Collection entries
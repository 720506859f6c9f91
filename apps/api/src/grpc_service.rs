//! Internal gRPC callbacks for the auth and media services.

use std::str::FromStr;

use movify_application::{ContentService, EpisodeService, UserService};
use movify_core::AppError;
use movify_domain::{ContentId, EpisodeId, EpisodeStatus};
use tonic::{Request, Response, Status};
use tracing::{error, info};
use uuid::Uuid;

#[allow(missing_docs)]
pub mod content_proto {
    tonic::include_proto!("content");
}

use content_proto::content_service_server::{
    ContentService as ContentRpc, ContentServiceServer,
};
use content_proto::{
    SetContentImageUrlRequest, SetEpisodeVideoUrlRequest, UserRoleRequest, UserRoleResponse,
};


/// Server side of `content.ContentService`.
#[derive(Clone)]
pub struct ContentCallbacks {
    user_service: UserService,
    content_service: ContentService,
    episode_service: EpisodeService,
}

impl ContentCallbacks {
    pub fn new(
        user_service: UserService,
        content_service: ContentService,
        episode_service: EpisodeService,
    ) -> Self {
        Self {
            user_service,
            content_service,
            episode_service,
        }
    }

    pub fn into_server(self) -> ContentServiceServer<Self> {
        ContentServiceServer::new(self)
    }
}

#[tonic::async_trait]
impl ContentRpc for ContentCallbacks {
    async fn get_user_role(
        &self,
        request: Request<UserRoleRequest>,
    ) -> Result<Response<UserRoleResponse>, Status> {
        let request = request.into_inner();
        let role = self
            .user_service
            .role_for_email(&request.email)
            .await
            .map_err(app_error_to_status)?;

        Ok(Response::new(UserRoleResponse {
            role: role.as_str().to_owned(),
        }))
    }

    async fn set_content_image_url(
        &self,
        request: Request<SetContentImageUrlRequest>,
    ) -> Result<Response<()>, Status> {
        let request = request.into_inner();
        let content_id = ContentId::from_uuid(parse_uuid("content_id", &request.content_id)?);

        self.content_service
            .set_thumbnail(content_id, request.url)
            .await
            .map_err(app_error_to_status)?;

        info!(content_id = %content_id, "content image url set over grpc");
        Ok(Response::new(()))
    }

    async fn set_episode_video_url(
        &self,
        request: Request<SetEpisodeVideoUrlRequest>,
    ) -> Result<Response<()>, Status> {
        let request = request.into_inner();
        let episode_id = EpisodeId::from_uuid(parse_uuid("episode_id", &request.episode_id)?);
        let status = EpisodeStatus::from_str(request.status.trim()).map_err(app_error_to_status)?;

        self.episode_service
            .set_video(episode_id, request.url, status)
            .await
            .map_err(app_error_to_status)?;

        Ok(Response::new(()))
    }
}

fn parse_uuid(field: &str, value: &str) -> Result<Uuid, Status> {
    Uuid::parse_str(value.trim())
        .map_err(|_| Status::invalid_argument(format!("{field} must be a valid uuid")))
}

/// Maps application errors onto gRPC status codes.
pub(crate) fn app_error_to_status(error: AppError) -> Status {
    match error {
        AppError::Validation(message) => Status::invalid_argument(message),
        AppError::NotFound(message) => Status::not_found(message),
        AppError::Conflict(message) => Status::already_exists(message),
        AppError::Unauthorized(message) => Status::unauthenticated(message),
        AppError::Forbidden(message) => Status::permission_denied(message),
        AppError::RateLimited(message) => Status::resource_exhausted(message),
        AppError::Internal(message) => {
            error!(%message, "grpc call failed");
            Status::internal("internal server error")
        }
    }
}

:: EXERCISE DESCRIPTION ::
Restate the records above verbatim up to and including the line containing "self.content_service".

:: EXPECTED OUTPUT ::
repository 720506859f6c9f91
filename apps/api/src/grpc_service.rs
//! Internal gRPC callbacks for the auth and media services.

use std::str::FromStr;

use movify_application::{ContentService, EpisodeService, UserService};
use movify_core::AppError;
use movify_domain::{ContentId, EpisodeId, EpisodeStatus};
use tonic::{Request, Response, Status};
use tracing::{error, info};
use uuid::Uuid;

#[allow(missing_docs)]
pub mod content_proto {
    tonic::include_proto!("content");
}

use content_proto::content_service_server::{
    ContentService as ContentRpc, ContentServiceServer,
};
use content_proto::{
    SetContentImageUrlRequest, SetEpisodeVideoUrlRequest, UserRoleRequest, UserRoleResponse,
};


/// Server side of `content.ContentService`.
#[derive(Clone)]
pub struct ContentCallbacks {
    user_service: UserService,
    content_service: ContentService,
    episode_service: EpisodeService,
}

impl ContentCallbacks {
    pub fn new(
        user_service: UserService,
        content_service: ContentService,
        episode_service: EpisodeService,
    ) -> Self {
        Self {
            user_service,
            content_service,
            episode_service,
        }
    }

    pub fn into_server(self) -> ContentServiceServer<Self> {
        ContentServiceServer::new(self)
    }
}

#[tonic::async_trait]
impl ContentRpc for ContentCallbacks {
    async fn get_user_role(
        &self,
        request: Request<UserRoleRequest>,
    ) -> Result<Response<UserRoleResponse>, Status> {
        let request = request.into_inner();
        let role = self
            .user_service
            .role_for_email(&request.email)
            .await
            .map_err(app_error_to_status)?;

        Ok(Response::new(UserRoleResponse {
            role: role.as_str().to_owned(),
        }))
    }

    async fn set_content_image_url(
        &self,
        request: Request<SetContentImageUrlRequest>,
    ) -> Result<Response<()>, Status> {
        let request = request.into_inner();
        let content_id = ContentId::from_uuid(parse_uuid("content_id", &request.content_id)?);

        self.content_service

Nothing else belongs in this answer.